Glioblastoma Cells Expressing Oncogenic EGFR Release Multiple Extracellular Vesicle Subpopulations Positive or Negative for EGFR.

Extracellular vesicle (EV) heterogeneity is well documented but poorly defined. This is especially important in cancer where EVs serve as carriers of unique oncogenic macromolecules that can be transferred to recipient cells or targeted for liquid biopsy diagnostics. Here we employed a series of human glioma cell lines to test the content and distribution of oncogenic epidermal growth factor receptor (EGFR) including its mutant (EGFRvIII) among different subsets of tumour-derived EVs. Our results suggest that the global levels of EGFR packaged into EVs parallels its expression in parental cancer cells.
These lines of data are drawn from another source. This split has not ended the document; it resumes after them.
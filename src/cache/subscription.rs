use futures_util::{Stream, StreamExt};
use tokio::sync::watch;
use tokio_stream::wrappers::WatchStream;

use super::{CacheEntry, QueryCache};
use crate::keys::CacheKey;
use crate::{HermodError, Result};

/// A live interest in one cache key.
///
/// While any subscription exists the entry is never evicted and
/// invalidation refetches it immediately. Dropping the guard (or calling
/// [`unsubscribe()`](Self::unsubscribe)) releases the interest; it never
/// cancels a fetch already in flight.
pub struct Subscription {
    cache: QueryCache,
    key: CacheKey,
    rx: watch::Receiver<CacheEntry>,
    active: bool,
}

impl Subscription {
    pub(crate) fn new(cache: QueryCache, key: CacheKey, rx: watch::Receiver<CacheEntry>) -> Self {
        Self {
            cache,
            key,
            rx,
            active: true,
        }
    }

    pub fn key(&self) -> &CacheKey {
        &self.key
    }

    /// Latest state of the entry.
    pub fn current(&self) -> CacheEntry {
        self.rx.borrow().clone()
    }

    /// Wait for the next change and return the new state.
    ///
    /// Fails with `NotFound` once the entry is gone for good (cache cleared).
    pub async fn changed(&mut self) -> Result<CacheEntry> {
        self.rx
            .changed()
            .await
            .map_err(|_| HermodError::NotFound(self.key.to_string()))?;
        Ok(self.rx.borrow_and_update().clone())
    }

    /// Wait until the entry satisfies `predicate`.
    pub async fn wait_for(
        &mut self,
        predicate: impl FnMut(&CacheEntry) -> bool,
    ) -> Result<CacheEntry> {
        match self.rx.wait_for(predicate).await {
            Ok(entry) => Ok(entry.clone()),
            Err(_) => Err(HermodError::NotFound(self.key.to_string())),
        }
    }

    /// Stream of entry states, starting with the current one. The
    /// subscription stays registered until the stream is dropped.
    pub fn into_stream(self) -> impl Stream<Item = CacheEntry> + Send + 'static {
        let stream = WatchStream::new(self.rx.clone());
        let guard = self;
        stream.map(move |entry| {
            let _registered = &guard;
            entry
        })
    }

    /// Release the subscription now.
    pub fn unsubscribe(mut self) {
        self.release();
    }

    fn release(&mut self) {
        if self.active {
            self.active = false;
            self.cache.unsubscribe(&self.key);
        }
    }
}

impl Drop for Subscription {
    fn drop(&mut self) {
        self.release();
    }
}

impl std::fmt::Debug for Subscription {
    fn fmt(&self, f: &mut std::fmt::Formatter<'_>) -> std::fmt::Result {
        f.debug_struct("Subscription")
            .field("key", &self.key)
            .field("active", &self.active)
            .finish()
    }
}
However, while in glioma cells expressing high levels of EGFR (GSC83) this receptor was uniformly distributed on cellular surfaces, only a small fraction of their derived EVs contained EGFR, as documented by nano-flow cytometry, ExoView and super-resolution microscopy. Using only three protein markers (CD63, CD81 and EGFR) these single EV platforms revealed the existence of seven different EV subsets, of which four contained EGFR. Purified EGFR-positive and negative EVs contained both shared and distinctive protein markers. EGFR packaging into EVs of GSC83 cells was independent of syntenin 1 expression, but was suppressed upon treatment with pharmacological inhibitor of neutral sphingomyelinase (GW4869). Exposure of human microglial cells (HMC3) to EVs released from GW4869-treated and control glioma cells triggered distinctive changes in cellular proteome including transfer of EGFR. Overall, our results suggest that multiple pathways of EV biogenesis may operate in glioma cells resulting in formation of complex EV landscapes consisting of EGFR-positive and EGFR-negative EV subsets. This heterogeneity may have important implications for EV functions and EV-based diagnostics.